Because of mandatory minimum sentences, discriminatory crack possession sentencing, three-strikes laws and other hallmarks of the “war on drugs,” there are now 10 times as many people in prison than there were 20 years ago. People of African descent represent 56% of those imprisoned for drug offenses but only 14% of illicit drug users. “The disparity makes you think nobody’s committing crimes but African Americans and Hispanics,” Rev. Green says. In the past decade, new policies shut ex-prisoners out of public housing, jobs, and social safety net programs. With so many parents, children, spouses and caregivers removed from the community, the emotional, financial and political support systems of entire communities are disrupted.

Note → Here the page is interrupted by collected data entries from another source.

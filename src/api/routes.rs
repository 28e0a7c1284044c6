//! API Routes
//!
//! Configures the Axum router with all cache server endpoints.

use axum::{
    routing::{delete, get, post, put},
    Router,
};
use tower_http::{
    cors::{Any, CorsLayer},
    trace::TraceLayer,
};

use super::handlers::{
    cleanup_handler, clear_handler, delete_handler, get_handler, health_handler, set_handler,
    stats_handler, AppState,
};

/// Creates the main router with all endpoints configured.
///
/// # Endpoints
/// - `PUT /set` - Store a key-value pair
/// - `GET /get/:key` - Retrieve a value by key
/// - `DELETE /del/:key` - Delete a key
/// - `POST /clear` - Remove every entry
/// - `POST /cleanup` - Sweep expired entries now
/// - `GET /stats` - Get cache statistics
/// - `GET /health` - Health check endpoint
///
/// # Middleware
/// - CORS: Allows any origin (configurable for production)
/// - Tracing: Logs all requests for debugging
pub fn create_router(state: AppState) -> Router {
    // Configure CORS middleware
    let cors = CorsLayer::new()
        .allow_origin(Any)
        .allow_methods(Any)
        .allow_headers(Any);

    // Build router with all endpoints
    Router::new()
        .route("/set", put(set_handler))
        .route("/get/:key", get(get_handler))
        .route("/del/:key", delete(delete_handler))
        .route("/clear", post(clear_handler))
        .route("/cleanup", post(cleanup_handler))
        .route("/stats", get(stats_handler))
        .route("/health", get(health_handler))
        .layer(cors)
        .layer(TraceLayer::new_for_http())
        .with_state(state)
}

#[cfg(test)]
mod tests {
    use super::*;
    use crate::cache::ExpiringCache;
    use std::time::Duration;
    use axum::{
        body::Body,
        http::{Request, StatusCode},
    };
    use tower::util::ServiceExt;

    fn create_test_app() -> Router {
        let cache = ExpiringCache::new(Duration::from_secs(300), Duration::from_secs(1));
        let state = AppState::new(cache);
        create_router(state)
    }

    #[tokio::test]
    async fn test_health_endpoint() {
        let app = create_test_app();

        let response = app
            .oneshot(
                Request::builder()
                    .uri("/health")
                    .body(Body::empty())
                    .unwrap(),
            )
            .await
            .unwrap();

        assert_eq!(response.status(), StatusCode::OK);
    }

    #[tokio::test]
    async fn test_stats_endpoint() {
        let app = create_test_app();

        let response = app
            .oneshot(
                Request::builder()
                    .uri("/stats")
                    .body(Body::empty())
                    .unwrap(),
            )
            .await
            .unwrap();

        assert_eq!(response.status(), StatusCode::OK);
    }

    #[tokio::test]
    async fn test_set_endpoint() {
        let app = create_test_app();

        let response = app
            .oneshot(
                Request::builder()
                    .method("PUT")
                    .uri("/set")
                    .header("content-type", "application/json")
                    .body(Body::from(r#"{"key":"test","value":"hello"}"#))
                    .unwrap(),
            )
            .await
            .unwrap();

        assert_eq!(response.status(), StatusCode::OK);
    }

    #[tokio::test]
    async fn test_cleanup_endpoint() {
        let app = create_test_app();

        let response = app
            .oneshot(
                Request::builder()
                    .method("POST")
                    .uri("/cleanup")
                    .body(Body::empty())
                    .unwrap(),
            )
            .await
            .unwrap();

        assert_eq!(response.status(), StatusCode::OK);
    }

    #[tokio::test]
    async fn test_get_not_found() {
        let app = create_test_app();

        let response = app
            .oneshot(
                Request::builder()
                    .uri("/get/nonexistent")
                    .body(Body::empty())
                    .unwrap(),
            )
            .await
            .unwrap();

        assert_eq!(response.status(), StatusCode::NOT_FOUND);
    }
}
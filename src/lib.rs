//! ttl_cache - A concurrent expiring cache with resilience combinators
//!
//! Provides a TTL cache with lazy and batch expiry, retry with exponential
//! backoff, timeout with fallback, a health-checked service registry built on
//! both, and a small HTTP server over the cache.

pub mod api;
pub mod cache;
pub mod config;
pub mod error;
pub mod models;
pub mod registry;
pub mod resilience;
pub mod tasks;

pub use api::AppState;
pub use cache::ExpiringCache;
pub use config::Config;
pub use error::{ResilienceError, RetryError};
pub use resilience::{retry, retry_with_backoff, timeout_or_default, RetryPolicy, TimeoutPolicy};
pub use tasks::spawn_cleanup_task;
//! Error types for landmap-topology.

use thiserror::Error;

/// Result type for topology operations.
pub type Result<T> = std::result::Result<T, TopologyError>;

/// Errors that can occur while deriving positions from identities.
#[derive(Debug, Clone, PartialEq, Eq, Error)]
pub enum TopologyError {
    /// The identity key is not 64 hex characters (32 bytes).
    #[error("invalid identity key: {0}")]
    InvalidIdentity(String),

    /// A key could not be written in bech32 form.
    #[error("identity encoding failed: {0}")]
    Encoding(String),
}
//! Land claim records.
//!
//! A claim is a replaceable record in which an identity asserts ownership of
//! the cell its key maps to, optionally with display attributes.
//!
//! # Wire Format
//!
//! ```text
//! ["d", "land-base"]          discriminator (required)
//! ["x", "<int>"]              must equal identity_to_coord(owner).x
//! ["y", "<int>"]              must equal identity_to_coord(owner).y
//! ["claimed_at", "<secs>"]    first-claim time, carried forward on update
//! ["t", "land"]               category marker for bulk discovery
//! ["title", ...] ["description", ...] ["color", ...]   optional
//! ```
//!
//! Decoding recomputes the owner's position; a record whose coordinates
//! disagree is rejected, never corrected.

use std::time::{SystemTime, UNIX_EPOCH};

use landmap_topology::{validate_coord, IdentityKey, MapCoord};
use serde::{Deserialize, Serialize};
use thiserror::Error;

use crate::record::{TaggedRecord, CLAIM_KIND};

/// Value of the `d` tag identifying a land claim.
pub const CLAIM_DISCRIMINATOR: &str = "land-base";

/// Value of the `t` tag grouping land claims for discovery.
pub const CLAIM_CATEGORY: &str = "land";

/// Tag names.
pub mod tags {
    pub const DISCRIMINATOR: &str = "d";
    pub const X: &str = "x";
    pub const Y: &str = "y";
    pub const CLAIMED_AT: &str = "claimed_at";
    pub const CATEGORY: &str = "t";
    pub const TITLE: &str = "title";
    pub const DESCRIPTION: &str = "description";
    pub const COLOR: &str = "color";
}

/// Optional display attributes supplied by the claimant.
#[derive(Debug, Clone, Default, PartialEq, Eq, Serialize, Deserialize)]
pub struct ClaimAttributes {
    pub title: Option<String>,
    pub description: Option<String>,
    /// Display color, e.g. `#rrggbb`. Not validated.
    pub color: Option<String>,
}

impl ClaimAttributes {
    /// Attributes with only a title.
    pub fn titled(title: impl Into<String>) -> Self {
        Self {
            title: Some(title.into()),
            ..Default::default()
        }
    }
}

/// A decoded, validated land claim.
#[derive(Debug, Clone, PartialEq, Eq, Serialize, Deserialize)]
pub struct ClaimRecord {
    pub owner: IdentityKey,
    pub coord: MapCoord,
    pub title: Option<String>,
    pub description: Option<String>,
    pub color: Option<String>,
    /// Unix seconds of the first claim.
    pub claimed_at: Option<u64>,
}

impl ClaimRecord {
    /// Display attributes of this claim.
    pub fn attributes(&self) -> ClaimAttributes {
        ClaimAttributes {
            title: self.title.clone(),
            description: self.description.clone(),
            color: self.color.clone(),
        }
    }

    /// Encode a replacement for this claim, carrying `claimed_at` forward.
    pub fn update(&self, attrs: &ClaimAttributes, now: u64) -> TaggedRecord {
        encode(&self.owner, attrs, self.claimed_at, now)
    }
}

/// Why a tagged record was not accepted as a claim.
#[derive(Debug, Clone, PartialEq, Eq, Error)]
pub enum RecordRejected {
    #[error("record kind {0} is not a land claim")]
    WrongKind(u32),

    #[error("discriminator tag is missing or not `land-base`")]
    WrongDiscriminator,

    #[error("author is not a valid identity: {0}")]
    InvalidOwner(String),

    #[error("required tag `{0}` is missing")]
    MissingTag(&'static str),

    #[error("tag `{0}` is not an integer")]
    NonNumericTag(&'static str),

    #[error("claimed position ({claimed_x}, {claimed_y}) does not match owner position {expected}")]
    CoordinateMismatch {
        expected: MapCoord,
        claimed_x: i64,
        claimed_y: i64,
    },
}

/// Current unix time in seconds.
pub fn unix_now() -> u64 {
    SystemTime::now()
        .duration_since(UNIX_EPOCH)
        .map(|d| d.as_secs())
        .unwrap_or(0)
}

/// Encode a claim for `owner`.
///
/// `previous_claimed_at` is the `claimed_at` of the claim being replaced;
/// pass `None` for a first claim and `now` is used instead. Absent or empty
/// attributes produce no tag. A zero `claimed_at` is omitted, since decoding
/// reads zero as absent.
pub fn encode(
    owner: &IdentityKey,
    attrs: &ClaimAttributes,
    previous_claimed_at: Option<u64>,
    now: u64,
) -> TaggedRecord {
    let coord = owner.coord();
    let claimed_at = previous_claimed_at.unwrap_or(now);

    let mut record = TaggedRecord::new(CLAIM_KIND, owner.to_hex(), now);
    record.push_tag(tags::DISCRIMINATOR, CLAIM_DISCRIMINATOR);
    record.push_tag(tags::X, coord.x.to_string());
    record.push_tag(tags::Y, coord.y.to_string());
    if claimed_at > 0 {
        record.push_tag(tags::CLAIMED_AT, claimed_at.to_string());
    }
    record.push_tag(tags::CATEGORY, CLAIM_CATEGORY);

    let optional = [
        (tags::TITLE, &attrs.title),
        (tags::DESCRIPTION, &attrs.description),
        (tags::COLOR, &attrs.color),
    ];
    for (name, value) in optional {
        if let Some(value) = value.as_deref().filter(|v| !v.is_empty()) {
            record.push_tag(name, value);
        }
    }

    record
}

/// [`encode`] stamped with the system clock.
pub fn encode_now(
    owner: &IdentityKey,
    attrs: &ClaimAttributes,
    previous_claimed_at: Option<u64>,
) -> TaggedRecord {
    encode(owner, attrs, previous_claimed_at, unix_now())
}

/// Decode and validate a claim.
pub fn decode(record: &TaggedRecord) -> Result<ClaimRecord, RecordRejected> {
    if record.kind != CLAIM_KIND {
        return Err(RecordRejected::WrongKind(record.kind));
    }
    if !record.has_tag(tags::DISCRIMINATOR, CLAIM_DISCRIMINATOR) {
        return Err(RecordRejected::WrongDiscriminator);
    }

    let owner = IdentityKey::from_hex(&record.author)
        .map_err(|e| RecordRejected::InvalidOwner(e.to_string()))?;

    let x = integer_tag(record, tags::X)?;
    let y = integer_tag(record, tags::Y)?;
    if !validate_coord(&record.author, x, y) {
        return Err(RecordRejected::CoordinateMismatch {
            expected: owner.coord(),
            claimed_x: x,
            claimed_y: y,
        });
    }

    // Advisory: a malformed or zero timestamp is dropped, not fatal. `encode`
    // never writes zero, so this only affects foreign records.
    let claimed_at = record
        .tag(tags::CLAIMED_AT)
        .and_then(|v| v.trim().parse::<u64>().ok())
        .filter(|&t| t > 0);

    Ok(ClaimRecord {
        owner,
        coord: owner.coord(),
        title: text_tag(record, tags::TITLE),
        description: text_tag(record, tags::DESCRIPTION),
        color: text_tag(record, tags::COLOR),
        claimed_at,
    })
}

/// Decode a batch, dropping records that fail validation.
pub fn decode_all<'a, I>(records: I) -> Vec<ClaimRecord>
where
    I: IntoIterator<Item = &'a TaggedRecord>,
{
    records
        .into_iter()
        .filter_map(|record| match decode(record) {
            Ok(claim) => Some(claim),
            Err(reason) => {
                tracing::debug!(author = %record.author, %reason, "dropping claim record");
                None
            }
        })
        .collect()
}

fn integer_tag(record: &TaggedRecord, name: &'static str) -> Result<i64, RecordRejected> {
    record
        .tag(name)
        .ok_or(RecordRejected::MissingTag(name))?
        .trim()
        .parse::<i64>()
        .map_err(|_| RecordRejected::NonNumericTag(name))
}

fn text_tag(record: &TaggedRecord, name: &str) -> Option<String> {
    record
        .tag(name)
        .filter(|v| !v.is_empty())
        .map(str::to_string)
}

#[cfg(test)]
mod tests {
    use super::*;
    use proptest::prelude::*;

    fn key(c: &str) -> IdentityKey {
        IdentityKey::from_hex(&c.repeat(64)).unwrap()
    }

    #[test]
    fn first_claim_then_update_keeps_claimed_at() {
        let owner = key("a");

        let first = encode(&owner, &ClaimAttributes::titled("Home"), None, 1_700_000_500);
        let claim = decode(&first).unwrap();
        assert_eq!(claim.owner, owner);
        assert_eq!(claim.coord, MapCoord::new(40_970, 40_970));
        assert_eq!(claim.title.as_deref(), Some("Home"));
        assert_eq!(claim.claimed_at, Some(1_700_000_500));

        let update = claim.update(&ClaimAttributes::titled("New Home"), 1_800_000_000);
        let updated = decode(&update).unwrap();
        assert_eq!(updated.title.as_deref(), Some("New Home"));
        assert_eq!(updated.claimed_at, Some(1_700_000_500));
        assert_eq!(update.created_at, 1_800_000_000);
    }

    #[test]
    fn previous_claimed_at_survives_wall_clock() {
        let record = encode_now(&key("b"), &ClaimAttributes::default(), Some(1_700_000_000));
        assert_eq!(decode(&record).unwrap().claimed_at, Some(1_700_000_000));
    }

    #[test]
    fn fresh_claim_uses_clock() {
        let before = unix_now();
        let record = encode_now(&key("c"), &ClaimAttributes::default(), None);
        let claimed_at = decode(&record).unwrap().claimed_at.unwrap();
        assert!(claimed_at >= before);
    }

    #[test]
    fn canonical_tag_order_and_no_empty_tags() {
        let attrs = ClaimAttributes {
            title: Some("Fort".into()),
            description: Some(String::new()),
            color: Some("#ff0000".into()),
        };
        let record = encode(&key("a"), &attrs, None, 42);
        let names: Vec<&str> = record.tags.iter().map(|t| t[0].as_str()).collect();
        assert_eq!(names, ["d", "x", "y", "claimed_at", "t", "title", "color"]);
        assert_eq!(record.kind, CLAIM_KIND);
        assert!(record.content.is_empty());
    }

    #[test]
    fn epoch_stamped_claim_omits_claimed_at() {
        let record = encode(&key("a"), &ClaimAttributes::default(), None, 0);
        assert!(record.tag(tags::CLAIMED_AT).is_none());
        let names: Vec<&str> = record.tags.iter().map(|t| t[0].as_str()).collect();
        assert_eq!(names, ["d", "x", "y", "t"]);

        let claim = decode(&record).unwrap();
        assert_eq!(claim.claimed_at, None);

        // A later update stamps a real time rather than carrying zero forward.
        let update = decode(&claim.update(&ClaimAttributes::default(), 1_700_000_000)).unwrap();
        assert_eq!(update.claimed_at, Some(1_700_000_000));
    }

    #[test]
    fn rejects_mismatched_coordinates() {
        let mut record = encode(&key("a"), &ClaimAttributes::default(), None, 1);
        record.tags[1] = vec!["x".into(), "1".into()];
        assert!(matches!(
            decode(&record),
            Err(RecordRejected::CoordinateMismatch { claimed_x: 1, .. })
        ));
    }

    #[test]
    fn rejects_forged_author() {
        let mut record = encode(&key("a"), &ClaimAttributes::default(), None, 1);
        record.author = "b".repeat(64);
        assert!(matches!(
            decode(&record),
            Err(RecordRejected::CoordinateMismatch { .. })
        ));
    }

    #[test]
    fn rejects_structural_problems() {
        let base = encode(&key("a"), &ClaimAttributes::default(), None, 1);

        let mut wrong_kind = base.clone();
        wrong_kind.kind = 1;
        assert_eq!(decode(&wrong_kind), Err(RecordRejected::WrongKind(1)));

        let mut wrong_d = base.clone();
        wrong_d.tags[0][1] = "something-else".into();
        assert_eq!(decode(&wrong_d), Err(RecordRejected::WrongDiscriminator));

        let mut no_y = base.clone();
        no_y.tags.retain(|t| t[0] != "y");
        assert_eq!(decode(&no_y), Err(RecordRejected::MissingTag("y")));

        let mut bad_x = base.clone();
        bad_x.tags[1][1] = "forty".into();
        assert_eq!(decode(&bad_x), Err(RecordRejected::NonNumericTag("x")));

        let mut bad_owner = base;
        bad_owner.author = "abc".into();
        assert!(matches!(decode(&bad_owner), Err(RecordRejected::InvalidOwner(_))));
    }

    #[test]
    fn bad_claimed_at_is_dropped_not_fatal() {
        let mut record = encode(&key("a"), &ClaimAttributes::titled("Home"), None, 1);
        record.tags[3][1] = "yesterday".into();
        let claim = decode(&record).unwrap();
        assert_eq!(claim.claimed_at, None);
        assert_eq!(claim.title.as_deref(), Some("Home"));
    }

    #[test]
    fn duplicate_tags_first_wins() {
        let mut record = encode(&key("a"), &ClaimAttributes::titled("First"), None, 1);
        record.push_tag(tags::TITLE, "Second");
        record.push_tag(tags::X, "0");
        let claim = decode(&record).unwrap();
        assert_eq!(claim.title.as_deref(), Some("First"));
    }

    #[test]
    fn decode_all_drops_rejected() {
        let good = encode(&key("a"), &ClaimAttributes::default(), None, 1);
        let mut bad = encode(&key("b"), &ClaimAttributes::default(), None, 1);
        bad.tags[2][1] = "0".into();
        let other = encode(&key("c"), &ClaimAttributes::default(), None, 1);

        let claims = decode_all(&[good, bad, other]);
        assert_eq!(claims.len(), 2);
        assert_eq!(claims[0].owner, key("a"));
        assert_eq!(claims[1].owner, key("c"));
    }

    fn opt_text() -> impl Strategy<Value = Option<String>> {
        proptest::option::of("[a-zA-Z0-9 #]{1,24}")
    }

    proptest! {
        #[test]
        fn decode_inverts_encode(
            bytes in proptest::array::uniform32(any::<u8>()),
            title in opt_text(),
            description in opt_text(),
            color in opt_text(),
            previous in proptest::option::of(0u64..=u32::MAX as u64),
            now in 0u64..=u32::MAX as u64,
        ) {
            let owner = IdentityKey::from_bytes(bytes);
            let attrs = ClaimAttributes { title, description, color };
            let claim = decode(&encode(&owner, &attrs, previous, now)).unwrap();
            prop_assert_eq!(claim.owner, owner);
            prop_assert_eq!(claim.coord, owner.coord());
            prop_assert_eq!(claim.attributes(), attrs);
            let expected = Some(previous.unwrap_or(now)).filter(|&t| t > 0);
            prop_assert_eq!(claim.claimed_at, expected);
        }
    }
}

Laura McTighe and Coco Jervis document these patterns in the UNSHACKLE factsheet “Confronting HIV and Mass Imprisonment: Two Intersecting Epidemics” and observe that the “war on drugs” is a war on relationships. Loved ones left alone on the outside may find themselves in deeper poverty and depression. “It’s a strain, not having your loved one at home,” Rev. Green says. “It’s not just him doing the time – the loved one has to do that time too.” Without support systems that help individuals through crises of poverty, they may need to become involved in the sex trade or drug trade in order to survive – and both of these increase the risk of HIV and imprisonment. HIV and imprisonment are impacting the same people, the same communities. AIDS is the leading cause of death for Black women ages 25 to 34, and the reality that the U.S. has the highest rate of imprisonment in human history has everything to do with that statistic.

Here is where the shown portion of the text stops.